**Exercise material:**
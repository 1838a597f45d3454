use std::collections::VecDeque;

use crate::cell::Cell;
use crate::direction::{Delta, Direction};

/// The snake. `body[0]` is the head, the back of the deque is the tail.
#[derive(Clone, Debug, PartialEq)]
pub struct Snek {
    body: VecDeque<Cell>,
    /// Direction of the last completed move.
    direction: Direction,
    /// Most recently accepted turn, committed on the next move.
    pending: Direction,
}

impl Snek {
    /// A straight snake of `length` cells with the head at `head`, trailing
    /// away from `direction`.
    pub fn new(head: Cell, direction: Direction, length: usize) -> Self {
        let back: Delta = direction.opposite().into();
        let mut body = VecDeque::with_capacity(length.max(1));
        body.push_back(head);
        for _ in 1..length {
            let last = body[body.len() - 1];
            body.push_back(last.offset(back));
        }

        Snek {
            body,
            direction,
            pending: direction,
        }
    }

    /// Builds a snake from explicit cells, head first.
    ///
    /// # Panics
    ///
    /// Panics if `cells` is empty.
    pub fn from_cells(cells: impl IntoIterator<Item = Cell>, direction: Direction) -> Self {
        let body: VecDeque<Cell> = cells.into_iter().collect();
        assert!(!body.is_empty(), "A snek needs at least a head");
        Snek {
            body,
            direction,
            pending: direction,
        }
    }

    pub fn head(&self) -> Cell {
        self.body[0]
    }

    pub fn tail(&self) -> Cell {
        self.body[self.body.len() - 1]
    }

    pub fn len(&self) -> usize {
        self.body.len()
    }

    pub fn is_empty(&self) -> bool {
        self.body.is_empty()
    }

    pub fn direction(&self) -> Direction {
        self.direction
    }

    pub fn pending(&self) -> Direction {
        self.pending
    }

    /// Head first.
    pub fn cells(&self) -> impl Iterator<Item = &Cell> {
        self.body.iter()
    }

    pub fn contains(&self, cell: Cell) -> bool {
        self.body.contains(&cell)
    }

    /// Queues a turn unless it reverses the direction of the last move.
    /// Returns whether the turn was accepted.
    pub fn steer(&mut self, new_direction: Direction) -> bool {
        if self.direction.is_opposite(new_direction) {
            return false;
        }
        self.pending = new_direction;
        true
    }

    /// Moves one cell in the pending direction. The tail is kept, growing the
    /// snake by one, when the new head lands on `food`. Returns whether it grew.
    pub fn slither(&mut self, food: Option<Cell>) -> bool {
        self.direction = self.pending;
        let new_head = self.head().offset(self.direction.into());
        self.body.push_front(new_head);

        let grew = Some(new_head) == food;
        if !grew {
            self.body.pop_back();
        }
        grew
    }

    /// True when the head shares a cell with any other segment.
    pub fn hits_itself(&self) -> bool {
        let head = self.head();
        self.body.iter().skip(1).any(|&cell| cell == head)
    }
}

**What the task requires:** Gather all lines from the records above in which "snake" appears.

**Exercise answer:**
/// The snake. `body[0]` is the head, the back of the deque is the tail.
    /// A straight snake of `length` cells with the head at `head`, trailing
    /// Builds a snake from explicit cells, head first.
    /// snake by one, when the new head lands on `food`. Returns whether it grew.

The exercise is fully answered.